Sesame Chicken is a beloved Chinese-American dish known for its crispy chicken bites coated in a glossy, sweet-savory sesame sauce and topped with toasted sesame seeds. This dish delivers that signature sticky texture and umami-packed flavor that makes it a classic choice for weeknight dinners or takeout-style feasts at home.

While not a traditional dish in China, Sesame Chicken has deep roots in Cantonese-American cuisine, adapted for Western palates and inspired by dishes like General Tso’s and Orange Chicken. It’s especially popular in American-Chinese restaurants for its addictive sauce and golden fried chicken.
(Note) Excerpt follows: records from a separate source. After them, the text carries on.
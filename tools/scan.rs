use std::collections::HashSet;
use std::env;
use std::path::Path;

use common::{relpath_from, track_path_to_uri, Album, Artist, Track};
use library::Library;
use tracing::warn;
use tracing_subscriber::EnvFilter;
use walkdir::WalkDir;

const AUDIO_EXTENSIONS: [&str; 4] = ["mp3", "flac", "ogg", "m4a"];
const FLUSH_EVERY: usize = 256;

fn main() -> Result<(), Box<dyn std::error::Error>> {
    let filter = EnvFilter::try_from_default_env().unwrap_or_else(|_| "info".into());
    tracing_subscriber::fmt().with_env_filter(filter).init();

    let mut args = env::args().skip(1);
    let music_root = args
        .next()
        .or_else(|| env::var("MUSIC_ROOT").ok())
        .ok_or("MUSIC_ROOT not set and no path argument")?;
    let index_path = args
        .next()
        .or_else(|| env::var("INDEX_PATH").ok())
        .unwrap_or_else(|| "data/index".to_string());

    let library = Library::open(Path::new(&index_path))?;
    let mut session = library.begin()?;

    let wanted = collect_tracks(Path::new(&music_root));
    let wanted_uris: HashSet<&str> = wanted.iter().map(|track| track.uri.as_str()).collect();

    let mut existing = HashSet::new();
    for track in session.existing_tracks() {
        match track {
            Ok(track) => {
                existing.insert(track.uri);
            }
            Err(err) => warn!("Skipping unreadable index entry: {}", err),
        }
    }

    let stale: Vec<String> = existing
        .iter()
        .filter(|uri| !wanted_uris.contains(uri.as_str()))
        .cloned()
        .collect();

    let mut pending = 0usize;
    let mut added = 0usize;
    for uri in &stale {
        session.remove(uri)?;
        pending += 1;
        if pending >= FLUSH_EVERY {
            session.flush()?;
            pending = 0;
        }
    }
    for track in &wanted {
        if existing.contains(&track.uri) {
            continue;
        }
        session.add(track)?;
        added += 1;
        pending += 1;
        if pending >= FLUSH_EVERY {
            session.flush()?;
            pending = 0;
        }
    }
    session.close()?;

    println!(
        "Indexed: {} added, {} removed, {} total tracks",
        added,
        stale.len(),
        library.load()?
    );
    Ok(())
}

fn collect_tracks(root: &Path) -> Vec<Track> {
    let mut tracks = Vec::new();
    for entry in WalkDir::new(root).into_iter().filter_map(|e| e.ok()) {
        let path = entry.path();
        if !path.is_file() {
            continue;
        }
        let is_audio = path
            .extension()
            .and_then(|ext| ext.to_str())
            .map(|ext| AUDIO_EXTENSIONS.contains(&ext.to_lowercase().as_str()))
            .unwrap_or(false);
        if !is_audio {
            continue;
        }
        let relpath = match relpath_from(root, path) {
            Some(relpath) => relpath,
            None => continue,
        };

        let name = path
            .file_stem()
            .map(|stem| stem.to_string_lossy().to_string())
            .unwrap_or_else(|| relpath.clone());
        let album = path
            .parent()
            .and_then(|dir| dir.file_name())
            .map(|dir| dir.to_string_lossy().to_string())
            .unwrap_or_default();
        let artists = path
            .parent()
            .and_then(|dir| dir.parent())
            .and_then(|dir| dir.file_name())
            .map(|dir| {
                vec![Artist {
                    name: dir.to_string_lossy().to_string(),
                }]
            })
            .unwrap_or_default();

        tracks.push(Track {
            uri: track_path_to_uri(&relpath),
            name,
            album: Album { name: album },
            artists,
            duration_ms: None,
            track_no: None,
        });
    }
    tracks
}
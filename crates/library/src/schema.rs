use tantivy::schema::{
    Field, IndexRecordOption, Schema, SchemaBuilder, TextFieldIndexing, TextOptions, STORED,
    STRING,
};

pub const TYPE_TRACK: &str = "track";
pub const TYPE_DIRECTORY: &str = "directory";

/// Field handles for the two document kinds.
///
/// Key fields (`uri`, `parent`, `type`) are raw strings so term queries match
/// whole values. The searchable text fields record positions so phrase
/// queries can run against them; their content is reconstructible from the
/// stored payload, so they are not stored themselves.
#[derive(Clone, Copy, Debug)]
pub struct IndexSchema {
    pub uri: Field,
    pub parent: Field,
    pub pathname: Field,
    pub doc_type: Field,
    pub name: Field,
    pub artists: Field,
    pub album: Field,
    pub content: Field,
    pub payload: Field,
}

impl IndexSchema {
    pub fn build() -> (Schema, IndexSchema) {
        let mut builder = SchemaBuilder::default();

        let uri = builder.add_text_field("uri", STRING | STORED);
        let parent = builder.add_text_field("parent", STRING | STORED);
        let pathname = builder.add_text_field("pathname", STRING | STORED);
        let doc_type = builder.add_text_field("type", STRING | STORED);

        let text = TextOptions::default().set_indexing_options(
            TextFieldIndexing::default()
                .set_tokenizer("default")
                .set_index_option(IndexRecordOption::WithFreqsAndPositions),
        );
        let name = builder.add_text_field("name", text.clone());
        let artists = builder.add_text_field("artists", text.clone());
        let album = builder.add_text_field("album", text.clone());
        let content = builder.add_text_field("content", text);

        let payload = builder.add_bytes_field("track", STORED);

        let schema = builder.build();
        let fields = IndexSchema {
            uri,
            parent,
            pathname,
            doc_type,
            name,
            artists,
            album,
            content,
            payload,
        };
        (schema, fields)
    }
}
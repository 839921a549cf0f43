//! Stdio transport for JSON-RPC messages
//!
//! Line-delimited JSON over stdin/stdout. The transport hands raw lines to
//! the caller rather than parsing them itself: a malformed line must still
//! yield a synthetic `id: null` error response on stdout, and only the
//! dispatcher loop knows how to build one.

use super::JsonRpcResponse;
use tokio::io::{self, AsyncBufReadExt, AsyncWriteExt, BufReader};
use tracing::debug;

/// Stdio transport for JSON-RPC messages
///
/// Reads one message per input line and writes one JSON object per response
/// line. Blank lines are skipped. Log output must go to stderr; stdout
/// carries nothing but responses.
pub struct StdioTransport {
    stdin: BufReader<io::Stdin>,
    stdout: io::Stdout,
}

impl StdioTransport {
    /// Create a new stdio transport
    pub fn new() -> Self {
        Self {
            stdin: BufReader::new(io::stdin()),
            stdout: io::stdout(),
        }
    }

    /// Read the next non-empty input line.
    ///
    /// Returns `None` on EOF (client disconnected).
    pub async fn read_line(&mut self) -> io::Result<Option<String>> {
        loop {
            let mut line = String::new();

            let n = self.stdin.read_line(&mut line).await?;
            if n == 0 {
                return Ok(None);
            }

            let trimmed = line.trim();
            if trimmed.is_empty() {
                continue;
            }

            debug!(line = %trimmed, "Received input line");
            return Ok(Some(trimmed.to_string()));
        }
    }

    /// Write a JSON-RPC response to stdout as a single line, then flush so
    /// the client sees it before the next request is processed.
    pub async fn write_response(&mut self, response: &JsonRpcResponse) -> io::Result<()> {
        let json = serde_json::to_string(response).map_err(|e| {
            io::Error::new(
                io::ErrorKind::InvalidData,
                format!("Serialization error: {}", e),
            )
        })?;

        debug!(response = %json, "Sending JSON-RPC response");

        self.stdout.write_all(json.as_bytes()).await?;
        self.stdout.write_all(b"\n").await?;
        self.stdout.flush().await?;

        Ok(())
    }

    /// Flush any buffered output before shutdown.
    pub async fn close(&mut self) -> io::Result<()> {
        self.stdout.flush().await?;
        Ok(())
    }
}

impl Default for StdioTransport {
    fn default() -> Self {
        Self::new()
    }
}

#[cfg(test)]
mod tests {
    use crate::protocol::{JsonRpcError, JsonRpcResponse, RequestId};

    #[test]
    fn test_response_serializes_to_single_line() {
        let resp = JsonRpcResponse::success(
            RequestId::Number(1),
            serde_json::json!({"key": "user:1", "exists": true}),
        );

        let json = serde_json::to_string(&resp).unwrap();
        assert!(!json.contains('\n'));
        assert!(json.contains("\"jsonrpc\":\"2.0\""));
        assert!(json.contains("\"exists\":true"));
    }

    #[test]
    fn test_parse_failure_response_shape() {
        // The serve loop answers unparseable lines with id: null and -32603.
        let resp = JsonRpcResponse::error(
            None,
            JsonRpcError::internal_error("Failed to parse request: expected value"),
        );

        let json = serde_json::to_string(&resp).unwrap();
        assert!(json.contains("\"id\":null"));
        assert!(json.contains("-32603"));
        assert!(!json.contains("\"result\""));
    }
}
WHY THIS RECIPE IS SO POPULAR

Sesame Chicken is a takeout icon—crispy, coated in a luscious sesame glaze, and served hot over fluffy white rice. The contrast of the crunchy chicken with the sticky sweet sauce hits every flavor and texture craving. It’s quick to cook, reheats well, and brings restaurant-style flavor to your kitchen.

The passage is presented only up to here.